My point is that all this competition is good for innovation because it pushes the competition to improve their devices in order to stay competitive. Maybe Samsung came too close to iPhone elements in some of its earlier devices – the case for willful copying was pretty strong and those Samsung documents describing how Samsung phones should be more like iPhones didn’t gain it any sympathy – but to uphold the validity of patents describing a device with rounded corners and a flat, all-glass front display (the ’677 and ’087 Patents), a grid layout of apps and a dock at the bottom of the display (the ’305 Patent), or pinch- and tap-to-zoom functionality (the ’915 and ’163 Patents), both of which are integral to using touchscreen displays, seems to be asking for the innovation we currently see to slow down because of the lengths that competitors will now have to go to in order to avoid claims of infringement. In short, my criticism here is not with Samsung being punished for what seems like intentional copying; my issue is that the validation of patents that are so basic and are the result of the natural progression of an industry rather than true invention will really hurt future invention and innovation in the industry.
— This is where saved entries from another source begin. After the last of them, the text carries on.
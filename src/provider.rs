use crate::config::MirrorConfig;
use crate::discovery;
use crate::host::{DriverHost, PoseSnapshot};
use crate::proxy::ControllerProxy;
use crate::types::{DeviceClass, DeviceIndex, DriverPose, Hand, ObjectId};
use crate::{MirrorError, Result};

/// Interface version strings this provider implements.
pub const SERVER_TRACKED_DEVICE_PROVIDER_VERSION: &str = "IServerTrackedDeviceProvider_004";

static INTERFACE_VERSIONS: [&str; 1] = [SERVER_TRACKED_DEVICE_PROVIDER_VERSION];

/// Owns the host connection and at most one virtual controller per hand.
///
/// Discovery and registration happen once in [`TrackedDeviceProvider::init`];
/// afterwards the host drives everything through [`TrackedDeviceProvider::run_frame`]
/// and the lifecycle forwards.
pub struct TrackedDeviceProvider<H: DriverHost> {
    host: H,
    config: MirrorConfig,
    left: Option<ControllerProxy>,
    right: Option<ControllerProxy>,
    snapshot: PoseSnapshot,
}

impl<H: DriverHost> TrackedDeviceProvider<H> {
    /// Scans the host's device table and registers a virtual controller for each hand found.
    ///
    /// A hand the host refuses to register stays unmirrored for the session.
    pub fn init(host: H, config: MirrorConfig) -> Self {
        let mut provider = Self {
            host,
            config,
            left: None,
            right: None,
            snapshot: PoseSnapshot::new(),
        };

        let found = discovery::scan(&provider.host, &provider.config);
        for hand in Hand::ALL {
            if let Some(index) = found.get(hand) {
                match provider.register(hand, index) {
                    Ok(proxy) => *provider.slot_mut(hand) = Some(proxy),
                    Err(e) => log::warn!("{} (not mirroring this hand)", e),
                }
            }
        }

        log::info!(
            "Provider ready: {} virtual controller(s) (left={:?} right={:?})",
            provider.bound_count(),
            provider.left.as_ref().and_then(|p| p.source()).map(DeviceIndex::get),
            provider.right.as_ref().and_then(|p| p.source()).map(DeviceIndex::get),
        );
        provider
    }

    fn register(&mut self, hand: Hand, index: DeviceIndex) -> Result<ControllerProxy> {
        let serial = self.config.serial(hand);
        let result = self
            .host
            .tracked_device_added(&serial, DeviceClass::Controller, hand);
        if !result.is_ok() {
            return Err(MirrorError::RegistrationRejected { hand, error: result });
        }
        log::info!("Registered {} as {} virtual controller", serial, hand);

        let mut proxy = ControllerProxy::new(hand, serial);
        proxy.bind_physical_source(index)?;
        Ok(proxy)
    }

    pub fn interface_versions(&self) -> &'static [&'static str] {
        &INTERFACE_VERSIONS
    }

    pub fn config(&self) -> &MirrorConfig {
        &self.config
    }

    pub fn host(&self) -> &H {
        &self.host
    }

    pub fn host_mut(&mut self) -> &mut H {
        &mut self.host
    }

    pub fn proxy(&self, hand: Hand) -> Option<&ControllerProxy> {
        match hand {
            Hand::Left => self.left.as_ref(),
            Hand::Right => self.right.as_ref(),
        }
    }

    fn slot_mut(&mut self, hand: Hand) -> &mut Option<ControllerProxy> {
        match hand {
            Hand::Left => &mut self.left,
            Hand::Right => &mut self.right,
        }
    }

    fn proxy_mut(&mut self, hand: Hand) -> Result<&mut ControllerProxy> {
        self.slot_mut(hand).as_mut().ok_or(MirrorError::NoProxy(hand))
    }

    pub fn bound_count(&self) -> usize {
        self.left.is_some() as usize + self.right.is_some() as usize
    }

    /// One host tick: refresh the pose snapshot once, then update every virtual controller.
    pub fn run_frame(&mut self) {
        let any_active = self.left.as_ref().is_some_and(ControllerProxy::is_active)
            || self.right.as_ref().is_some_and(ControllerProxy::is_active);
        if !any_active {
            return;
        }

        self.snapshot.refresh(&mut self.host);
        for proxy in [self.left.as_mut(), self.right.as_mut()].into_iter().flatten() {
            proxy.run_frame(&self.snapshot, &mut self.host);
        }
    }

    pub fn activate(&mut self, hand: Hand, object_id: ObjectId) -> Result<()> {
        self.proxy_mut(hand)?.activate(object_id)
    }

    pub fn deactivate(&mut self, hand: Hand) -> Result<()> {
        self.proxy_mut(hand)?.deactivate();
        Ok(())
    }

    /// Per-device standby request; publishes the standby pose immediately.
    pub fn device_enter_standby(&mut self, hand: Hand) -> Result<()> {
        let proxy = match hand {
            Hand::Left => self.left.as_mut(),
            Hand::Right => self.right.as_mut(),
        }
        .ok_or(MirrorError::NoProxy(hand))?;
        proxy.enter_standby(&mut self.host);
        Ok(())
    }

    pub fn device_leave_standby(&mut self, hand: Hand) -> Result<()> {
        self.proxy_mut(hand)?.leave_standby();
        Ok(())
    }

    pub fn get_pose(&self, hand: Hand) -> Result<DriverPose> {
        self.proxy(hand)
            .map(ControllerProxy::get_pose)
            .ok_or(MirrorError::NoProxy(hand))
    }

    /// System-wide standby: forwarded to every virtual controller.
    pub fn enter_standby(&mut self) {
        log::info!("Provider entering standby");
        for proxy in [self.left.as_mut(), self.right.as_mut()].into_iter().flatten() {
            proxy.enter_standby(&mut self.host);
        }
    }

    pub fn leave_standby(&mut self) {
        log::info!("Provider leaving standby");
        for proxy in [self.left.as_mut(), self.right.as_mut()].into_iter().flatten() {
            proxy.leave_standby();
        }
    }

    /// Mirrored controllers never keep the system awake.
    pub fn should_block_standby(&self) -> bool {
        false
    }

    /// Releases both virtual controllers. Safe to call repeatedly.
    pub fn cleanup(&mut self) {
        if self.bound_count() > 0 {
            log::info!("Provider cleanup: releasing {} virtual controller(s)", self.bound_count());
        }
        self.left = None;
        self.right = None;
    }
}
I think it is a safe bet that Samsung will appeal this verdict. Before an appeal, there will be motions by Apple for triple damages based on Samsung’s willful infringement, injunctions banning sales of infringing devices, and for a judgement notwithstanding the jury verdict to set aside the finding that the Galaxy Tab 10.1 does not infringe an iPad design patent. There will also be motions by Samsung to toss out all jury verdicts that went against Samsung and to issue an order finding invalidity and/or non-infringement or a new trial. The next hearing in the case is scheduled for
September 20 December 6.
I also think that this is not sounding the death knell for Android – newer versions of Android stray further from the look and feel of iOS, and newer devices look less like the iPhone. While arguments could be made against other Android devices, it seems to me that Samsung and its TouchWiz user interface was most blatant in trying to look and function like the iPhone. For that reason, I think there is still a bright future for Android. That being said, the validation of the tap-to-zoom and pinch-to-zoom patents does concern me since those are crucial elements to using a touchscreen device. [UPDATE: Apparently the pinch-to-zoom patent is very narrow and there are many work-arounds.]